Given records:
Start of Block

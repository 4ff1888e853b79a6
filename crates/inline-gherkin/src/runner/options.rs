//! Per-step execution options.

use crate::handler::{ErrorHandler, ErrorHandlerChain};
use crate::retry::RetryPolicy;

/// Retry policy and extra error handlers for a single step.
///
/// # Examples
///
/// ```
/// use inline_gherkin::{ErrorStore, RetryPolicy, StepOptions};
///
/// let options = StepOptions::default()
///     .eventually(RetryPolicy::default().timeout_ms(300).interval_ms(100))
///     .handle_errors(ErrorStore::new());
/// assert!(options.retry().is_some());
/// ```
#[derive(Debug, Clone, Default)]
pub struct StepOptions {
    retry: Option<RetryPolicy>,
    handlers: ErrorHandlerChain,
}

impl StepOptions {
    /// Retries the action under `policy` until it passes.
    #[must_use]
    pub fn eventually(mut self, policy: RetryPolicy) -> Self {
        self.retry = Some(policy);
        self
    }

    /// Consults `handler` after the runner-level handlers.
    #[must_use]
    pub fn handle_errors(mut self, handler: impl ErrorHandler + 'static) -> Self {
        self.handlers.push(handler);
        self
    }

    /// The retry policy, if any.
    #[must_use]
    pub fn retry(&self) -> Option<&RetryPolicy> {
        self.retry.as_ref()
    }

    pub(crate) fn handlers(&self) -> &ErrorHandlerChain {
        &self.handlers
    }
}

End of Block

Your task: Return each line from the entries above that includes "ErrorStore".

Response box:
/// use inline_gherkin::{ErrorStore, RetryPolicy, StepOptions};
///     .handle_errors(ErrorStore::new());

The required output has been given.